===== PROVIDED INFORMATION

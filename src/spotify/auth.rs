use anyhow::{Context, Result};
use async_trait::async_trait;
use chrono::{DateTime, Duration, Utc};
use serde::Deserialize;
use tokio::sync::Mutex;
use tracing::{debug, info};

use crate::config::SpotifyConfig;

/// Tokens this close to expiry are refreshed before use.
const EXPIRY_SKEW_SECS: i64 = 60;

/// Source of a currently valid bearer token for the catalog API.
#[async_trait]
pub trait AccessTokenSource: Send + Sync {
    async fn access_token(&self) -> Result<String>;
}

#[derive(Debug, Deserialize)]
struct TokenResponse {
    access_token: String,
    #[serde(default = "default_expires_in")]
    expires_in: i64,
}

fn default_expires_in() -> i64 {
    3600
}

#[derive(Debug, Clone)]
struct CachedToken {
    value: String,
    expires_at: DateTime<Utc>,
}

impl CachedToken {
    fn is_fresh(&self, now: DateTime<Utc>) -> bool {
        now + Duration::seconds(EXPIRY_SKEW_SECS) < self.expires_at
    }
}

/// OAuth client-credentials flow with a cached, lazily refreshed token.
pub struct ClientCredentialsAuth {
    client: reqwest::Client,
    token_url: String,
    client_id: String,
    client_secret: String,
    token: Mutex<Option<CachedToken>>,
}

impl ClientCredentialsAuth {
    pub fn new(client: reqwest::Client, config: &SpotifyConfig) -> Self {
        Self {
            client,
            token_url: config.token_url.clone(),
            client_id: config.client_id.clone(),
            client_secret: config.client_secret.clone(),
            token: Mutex::new(None),
        }
    }

    async fn fetch_token(&self) -> Result<CachedToken> {
        debug!("Requesting Spotify access token from {}", self.token_url);

        let response = self
            .client
            .post(&self.token_url)
            .basic_auth(&self.client_id, Some(&self.client_secret))
            .form(&[("grant_type", "client_credentials")])
            .send()
            .await
            .context("Failed to send token request to Spotify")?;

        let status = response.status();
        if !status.is_success() {
            let error_body = response.text().await.unwrap_or_default();
            anyhow::bail!("Spotify token error ({}): {}", status, error_body);
        }

        let token: TokenResponse = response
            .json()
            .await
            .context("Failed to parse Spotify token response")?;

        let expires_at = Duration::try_seconds(token.expires_in)
            .and_then(|lifetime| Utc::now().checked_add_signed(lifetime))
            .with_context(|| {
                format!("Spotify token lifetime out of range: {}s", token.expires_in)
            })?;

        info!("Obtained Spotify access token (expires in {}s)", token.expires_in);

        Ok(CachedToken {
            value: token.access_token,
            expires_at,
        })
    }
}

#[async_trait]
impl AccessTokenSource for ClientCredentialsAuth {
    async fn access_token(&self) -> Result<String> {
        // Held across the fetch so concurrent callers share one refresh.
        let mut cached = self.token.lock().await;

        if let Some(token) = cached.as_ref() {
            if token.is_fresh(Utc::now()) {
                return Ok(token.value.clone());
            }
        }

        let token = self.fetch_token().await?;
        let value = token.value.clone();
        *cached = Some(token);
        Ok(value)
    }
}
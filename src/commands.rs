use std::sync::Arc;

use anyhow::Result;
use tracing::info;

use crate::platform::{ButtonAction, ChatApi, Keyboard, KeyboardButton, TextMessage};

pub const START_COMMAND: &str = "/start";

pub fn onboarding_text(bot_username: &str) -> String {
    format!(
        "This bot allows you search & share songs, albums and artists from Spotify. \
         It works on every dialog, just type @{} in message input",
        bot_username
    )
}

/// Both buttons open the inline search with an empty query.
pub fn start_keyboard() -> Keyboard {
    vec![vec![
        KeyboardButton {
            text: "🔍 Search songs, albums, artists and playlists".to_string(),
            action: ButtonAction::SwitchInlineQueryCurrentChat(String::new()),
        },
        KeyboardButton {
            text: "🔗 Find and share songs, albums, artists and playlists".to_string(),
            action: ButtonAction::SwitchInlineQuery(String::new()),
        },
    ]]
}

/// Replies to the /start command; other text is ignored.
pub struct CommandHandler {
    chat: Arc<dyn ChatApi>,
    onboarding: String,
}

impl CommandHandler {
    pub fn new(chat: Arc<dyn ChatApi>, bot_username: &str) -> Self {
        Self {
            chat,
            onboarding: onboarding_text(bot_username),
        }
    }

    pub async fn handle(&self, message: &TextMessage) -> Result<()> {
        if !message.text.starts_with(START_COMMAND) {
            return Ok(());
        }

        info!("/start from user {}", message.sender_id);

        self.chat
            .send_message(message.sender_id, &self.onboarding, Some(start_keyboard()))
            .await
    }
}
use std::sync::Arc;

use anyhow::{Context, Result};
use tracing::{debug, info};

use crate::cards::cards_from_results;
use crate::platform::{ChatApi, InlineQuery};
use crate::spotify::auth::AccessTokenSource;
use crate::spotify::CatalogSearch;

/// Answers inline queries with Spotify search results.
pub struct SearchPipeline {
    chat: Arc<dyn ChatApi>,
    catalog: Arc<dyn CatalogSearch>,
    auth: Arc<dyn AccessTokenSource>,
    limit: u32,
}

impl SearchPipeline {
    pub fn new(
        chat: Arc<dyn ChatApi>,
        catalog: Arc<dyn CatalogSearch>,
        auth: Arc<dyn AccessTokenSource>,
        limit: u32,
    ) -> Self {
        Self {
            chat,
            catalog,
            auth,
            limit,
        }
    }

    pub async fn handle(&self, query: &InlineQuery) -> Result<()> {
        // Empty queries get neither a search nor an answer.
        if query.query.trim().is_empty() {
            debug!("Ignoring empty inline query {}", query.id);
            return Ok(());
        }

        let token = self
            .auth
            .access_token()
            .await
            .context("Failed to obtain Spotify access token")?;

        let results = self
            .catalog
            .search(&token, &query.query, self.limit)
            .await
            .with_context(|| format!("Spotify search for {:?} failed", query.query))?;

        let cards = cards_from_results(&results);

        info!(
            "Inline query {} ({:?}): {} results, {} cards",
            query.id,
            query.query,
            results.total(),
            cards.len()
        );

        self.chat.answer_inline_query(&query.id, cards).await
    }
}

==========

Using the records above, repeat exactly the lines from the first one through the line with "#[derive(Debug, Deserialize)]".

## OUTPUT
filename src/spotify/auth.rs
use anyhow::{Context, Result};
use async_trait::async_trait;
use chrono::{DateTime, Duration, Utc};
use serde::Deserialize;
use tokio::sync::Mutex;
use tracing::{debug, info};

use crate::config::SpotifyConfig;

/// Tokens this close to expiry are refreshed before use.
const EXPIRY_SKEW_SECS: i64 = 60;

/// Source of a currently valid bearer token for the catalog API.
#[async_trait]
pub trait AccessTokenSource: Send + Sync {
    async fn access_token(&self) -> Result<String>;
}

#[derive(Debug, Deserialize)]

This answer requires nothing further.